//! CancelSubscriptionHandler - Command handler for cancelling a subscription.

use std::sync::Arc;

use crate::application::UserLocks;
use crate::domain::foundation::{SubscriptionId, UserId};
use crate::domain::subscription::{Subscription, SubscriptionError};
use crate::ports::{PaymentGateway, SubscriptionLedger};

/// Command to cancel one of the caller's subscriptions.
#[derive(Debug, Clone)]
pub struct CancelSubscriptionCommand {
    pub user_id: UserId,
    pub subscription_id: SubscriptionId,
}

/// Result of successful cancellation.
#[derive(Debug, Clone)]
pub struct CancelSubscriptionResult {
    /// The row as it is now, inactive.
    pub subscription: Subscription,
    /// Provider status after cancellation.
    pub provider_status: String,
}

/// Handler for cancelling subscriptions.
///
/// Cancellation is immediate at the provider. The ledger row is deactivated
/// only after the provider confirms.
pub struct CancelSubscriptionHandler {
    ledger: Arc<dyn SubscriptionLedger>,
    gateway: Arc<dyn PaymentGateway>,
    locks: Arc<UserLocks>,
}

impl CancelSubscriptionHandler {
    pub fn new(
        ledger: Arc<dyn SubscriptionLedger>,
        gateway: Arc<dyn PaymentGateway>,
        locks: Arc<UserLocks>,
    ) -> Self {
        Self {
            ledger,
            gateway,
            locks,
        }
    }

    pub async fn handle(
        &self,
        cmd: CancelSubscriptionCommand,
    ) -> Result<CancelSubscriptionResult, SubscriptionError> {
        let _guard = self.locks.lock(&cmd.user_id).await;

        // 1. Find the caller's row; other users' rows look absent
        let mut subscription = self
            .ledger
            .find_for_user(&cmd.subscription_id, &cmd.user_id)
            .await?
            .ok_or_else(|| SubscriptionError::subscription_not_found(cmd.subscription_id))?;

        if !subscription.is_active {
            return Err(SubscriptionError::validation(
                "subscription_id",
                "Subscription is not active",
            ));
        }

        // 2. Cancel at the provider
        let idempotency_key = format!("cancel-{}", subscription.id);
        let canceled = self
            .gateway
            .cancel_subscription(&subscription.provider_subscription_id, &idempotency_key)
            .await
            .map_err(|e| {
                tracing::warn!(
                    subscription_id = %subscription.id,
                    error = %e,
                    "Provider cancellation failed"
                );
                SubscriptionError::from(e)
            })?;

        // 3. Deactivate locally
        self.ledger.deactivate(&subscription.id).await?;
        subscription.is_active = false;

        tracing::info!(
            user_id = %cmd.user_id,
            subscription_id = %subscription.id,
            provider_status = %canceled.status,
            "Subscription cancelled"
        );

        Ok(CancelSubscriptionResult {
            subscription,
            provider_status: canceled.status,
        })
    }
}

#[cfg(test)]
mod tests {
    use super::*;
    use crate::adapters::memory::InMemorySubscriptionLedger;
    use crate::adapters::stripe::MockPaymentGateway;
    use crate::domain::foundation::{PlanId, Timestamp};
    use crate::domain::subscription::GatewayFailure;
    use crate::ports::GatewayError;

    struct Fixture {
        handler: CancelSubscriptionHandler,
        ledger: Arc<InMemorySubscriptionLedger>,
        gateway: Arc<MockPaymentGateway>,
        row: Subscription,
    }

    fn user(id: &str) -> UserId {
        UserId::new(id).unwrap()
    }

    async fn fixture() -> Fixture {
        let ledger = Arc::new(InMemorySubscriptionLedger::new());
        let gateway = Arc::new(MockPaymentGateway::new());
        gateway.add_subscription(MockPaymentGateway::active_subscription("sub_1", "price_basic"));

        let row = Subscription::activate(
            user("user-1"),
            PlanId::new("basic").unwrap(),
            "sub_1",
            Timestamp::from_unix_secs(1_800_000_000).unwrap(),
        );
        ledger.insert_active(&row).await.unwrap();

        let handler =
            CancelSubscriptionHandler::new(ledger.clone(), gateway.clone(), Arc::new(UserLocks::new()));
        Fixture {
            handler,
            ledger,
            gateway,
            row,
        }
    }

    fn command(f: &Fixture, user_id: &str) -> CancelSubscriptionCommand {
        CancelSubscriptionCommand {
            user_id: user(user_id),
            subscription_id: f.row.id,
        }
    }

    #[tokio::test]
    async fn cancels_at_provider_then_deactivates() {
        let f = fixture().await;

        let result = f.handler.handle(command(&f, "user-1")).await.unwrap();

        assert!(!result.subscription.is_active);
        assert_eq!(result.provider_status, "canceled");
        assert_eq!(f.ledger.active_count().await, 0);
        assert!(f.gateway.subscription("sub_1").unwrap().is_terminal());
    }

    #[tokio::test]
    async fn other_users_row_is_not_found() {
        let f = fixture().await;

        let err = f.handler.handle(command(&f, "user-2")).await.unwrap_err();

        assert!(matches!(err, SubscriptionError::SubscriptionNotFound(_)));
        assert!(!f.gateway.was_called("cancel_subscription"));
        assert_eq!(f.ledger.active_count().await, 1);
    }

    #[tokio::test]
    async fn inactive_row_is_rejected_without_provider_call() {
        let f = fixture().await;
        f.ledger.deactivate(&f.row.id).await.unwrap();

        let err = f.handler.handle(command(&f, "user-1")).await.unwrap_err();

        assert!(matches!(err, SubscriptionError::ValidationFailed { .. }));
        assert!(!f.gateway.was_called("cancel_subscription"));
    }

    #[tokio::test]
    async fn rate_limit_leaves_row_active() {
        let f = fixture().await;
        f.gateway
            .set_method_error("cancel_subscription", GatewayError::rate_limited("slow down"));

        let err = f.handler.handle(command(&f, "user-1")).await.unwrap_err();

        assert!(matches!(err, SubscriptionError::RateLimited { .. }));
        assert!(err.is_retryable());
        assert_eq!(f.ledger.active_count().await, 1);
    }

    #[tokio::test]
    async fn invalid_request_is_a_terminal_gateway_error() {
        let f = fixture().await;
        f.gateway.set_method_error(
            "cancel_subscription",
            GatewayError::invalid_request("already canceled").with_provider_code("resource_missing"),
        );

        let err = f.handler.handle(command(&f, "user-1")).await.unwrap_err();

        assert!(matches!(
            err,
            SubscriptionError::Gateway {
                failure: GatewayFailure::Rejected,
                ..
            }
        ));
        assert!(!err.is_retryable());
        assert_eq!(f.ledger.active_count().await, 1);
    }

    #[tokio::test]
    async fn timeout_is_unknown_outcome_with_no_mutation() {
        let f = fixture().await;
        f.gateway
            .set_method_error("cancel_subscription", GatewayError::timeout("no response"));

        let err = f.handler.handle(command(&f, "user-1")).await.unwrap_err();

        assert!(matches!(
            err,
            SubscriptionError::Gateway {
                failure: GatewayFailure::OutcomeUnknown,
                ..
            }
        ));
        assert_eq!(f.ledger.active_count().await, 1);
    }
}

________

Retype the whole listing above. Please keep it exact.

//! CancelSubscriptionHandler - Command handler for cancelling a subscription.

use std::sync::Arc;

use crate::application::UserLocks;
use crate::domain::foundation::{SubscriptionId, UserId};
use crate::domain::subscription::{Subscription, SubscriptionError};
use crate::ports::{PaymentGateway, SubscriptionLedger};

/// Command to cancel one of the caller's subscriptions.
#[derive(Debug, Clone)]
pub struct CancelSubscriptionCommand {
    pub user_id: UserId,
    pub subscription_id: SubscriptionId,
}

/// Result of successful cancellation.
#[derive(Debug, Clone)]
pub struct CancelSubscriptionResult {
    /// The row as it is now, inactive.
    pub subscription: Subscription,
    /// Provider status after cancellation.
    pub provider_status: String,
}

/// Handler for cancelling subscriptions.
///
/// Cancellation is immediate at the provider. The ledger row is deactivated
/// only after the provider confirms.
pub struct CancelSubscriptionHandler {
    ledger: Arc<dyn SubscriptionLedger>,
    gateway: Arc<dyn PaymentGateway>,
    locks: Arc<UserLocks>,
}

impl CancelSubscriptionHandler {
    pub fn new(
        ledger: Arc<dyn SubscriptionLedger>,
        gateway: Arc<dyn PaymentGateway>,
        locks: Arc<UserLocks>,
    ) -> Self {
        Self {
            ledger,
            gateway,
            locks,
        }
    }

    pub async fn handle(
        &self,
        cmd: CancelSubscriptionCommand,
    ) -> Result<CancelSubscriptionResult, SubscriptionError> {
        let _guard = self.locks.lock(&cmd.user_id).await;

        // 1. Find the caller's row; other users' rows look absent
        let mut subscription = self
            .ledger
            .find_for_user(&cmd.subscription_id, &cmd.user_id)
            .await?
            .ok_or_else(|| SubscriptionError::subscription_not_found(cmd.subscription_id))?;

        if !subscription.is_active {
            return Err(SubscriptionError::validation(
                "subscription_id",
                "Subscription is not active",
            ));
        }

        // 2. Cancel at the provider
        let idempotency_key = format!("cancel-{}", subscription.id);
        let canceled = self
            .gateway
            .cancel_subscription(&subscription.provider_subscription_id, &idempotency_key)
            .await
            .map_err(|e| {
                tracing::warn!(
                    subscription_id = %subscription.id,
                    error = %e,
                    "Provider cancellation failed"
                );
                SubscriptionError::from(e)
            })?;

        // 3. Deactivate locally
        self.ledger.deactivate(&subscription.id).await?;
        subscription.is_active = false;

        tracing::info!(
            user_id = %cmd.user_id,
            subscription_id = %subscription.id,
            provider_status = %canceled.status,
            "Subscription cancelled"
        );

        Ok(CancelSubscriptionResult {
            subscription,
            provider_status: canceled.status,
        })
    }
}

#[cfg(test)]
mod tests {
    use super::*;
    use crate::adapters::memory::InMemorySubscriptionLedger;
    use crate::adapters::stripe::MockPaymentGateway;
    use crate::domain::foundation::{PlanId, Timestamp};
    use crate::domain::subscription::GatewayFailure;
    use crate::ports::GatewayError;

    struct Fixture {
        handler: CancelSubscriptionHandler,
        ledger: Arc<InMemorySubscriptionLedger>,
        gateway: Arc<MockPaymentGateway>,
        row: Subscription,
    }

    fn user(id: &str) -> UserId {
        UserId::new(id).unwrap()
    }

    async fn fixture() -> Fixture {
        let ledger = Arc::new(InMemorySubscriptionLedger::new());
        let gateway = Arc::new(MockPaymentGateway::new());
        gateway.add_subscription(MockPaymentGateway::active_subscription("sub_1", "price_basic"));

        let row = Subscription::activate(
            user("user-1"),
            PlanId::new("basic").unwrap(),
            "sub_1",
            Timestamp::from_unix_secs(1_800_000_000).unwrap(),
        );
        ledger.insert_active(&row).await.unwrap();

        let handler =
            CancelSubscriptionHandler::new(ledger.clone(), gateway.clone(), Arc::new(UserLocks::new()));
        Fixture {
            handler,
            ledger,
            gateway,
            row,
        }
    }

    fn command(f: &Fixture, user_id: &str) -> CancelSubscriptionCommand {
        CancelSubscriptionCommand {
            user_id: user(user_id),
            subscription_id: f.row.id,
        }
    }

    #[tokio::test]
    async fn cancels_at_provider_then_deactivates() {
        let f = fixture().await;

        let result = f.handler.handle(command(&f, "user-1")).await.unwrap();

        assert!(!result.subscription.is_active);
        assert_eq!(result.provider_status, "canceled");
        assert_eq!(f.ledger.active_count().await, 0);
        assert!(f.gateway.subscription("sub_1").unwrap().is_terminal());
    }

    #[tokio::test]
    async fn other_users_row_is_not_found() {
        let f = fixture().await;

        let err = f.handler.handle(command(&f, "user-2")).await.unwrap_err();

        assert!(matches!(err, SubscriptionError::SubscriptionNotFound(_)));
        assert!(!f.gateway.was_called("cancel_subscription"));
        assert_eq!(f.ledger.active_count().await, 1);
    }

    #[tokio::test]
    async fn inactive_row_is_rejected_without_provider_call() {
        let f = fixture().await;
        f.ledger.deactivate(&f.row.id).await.unwrap();

        let err = f.handler.handle(command(&f, "user-1")).await.unwrap_err();

        assert!(matches!(err, SubscriptionError::ValidationFailed { .. }));
        assert!(!f.gateway.was_called("cancel_subscription"));
    }

    #[tokio::test]
    async fn rate_limit_leaves_row_active() {
        let f = fixture().await;
        f.gateway
            .set_method_error("cancel_subscription", GatewayError::rate_limited("slow down"));

        let err = f.handler.handle(command(&f, "user-1")).await.unwrap_err();

        assert!(matches!(err, SubscriptionError::RateLimited { .. }));
        assert!(err.is_retryable());
        assert_eq!(f.ledger.active_count().await, 1);
    }

    #[tokio::test]
    async fn invalid_request_is_a_terminal_gateway_error() {
        let f = fixture().await;
        f.gateway.set_method_error(
            "cancel_subscription",
            GatewayError::invalid_request("already canceled").with_provider_code("resource_missing"),
        );

        let err = f.handler.handle(command(&f, "user-1")).await.unwrap_err();

        assert!(matches!(
            err,
            SubscriptionError::Gateway {
                failure: GatewayFailure::Rejected,
                ..
            }
        ));
        assert!(!err.is_retryable());
        assert_eq!(f.ledger.active_count().await, 1);
    }

    #[tokio::test]
    async fn timeout_is_unknown_outcome_with_no_mutation() {
        let f = fixture().await;
        f.gateway
            .set_method_error("cancel_subscription", GatewayError::timeout("no response"));

        let err = f.handler.handle(command(&f, "user-1")).await.unwrap_err();

        assert!(matches!(
            err,
            SubscriptionError::Gateway {
                failure: GatewayFailure::OutcomeUnknown,
                ..
            }
        ));
        assert_eq!(f.ledger.active_count().await, 1);
    }
}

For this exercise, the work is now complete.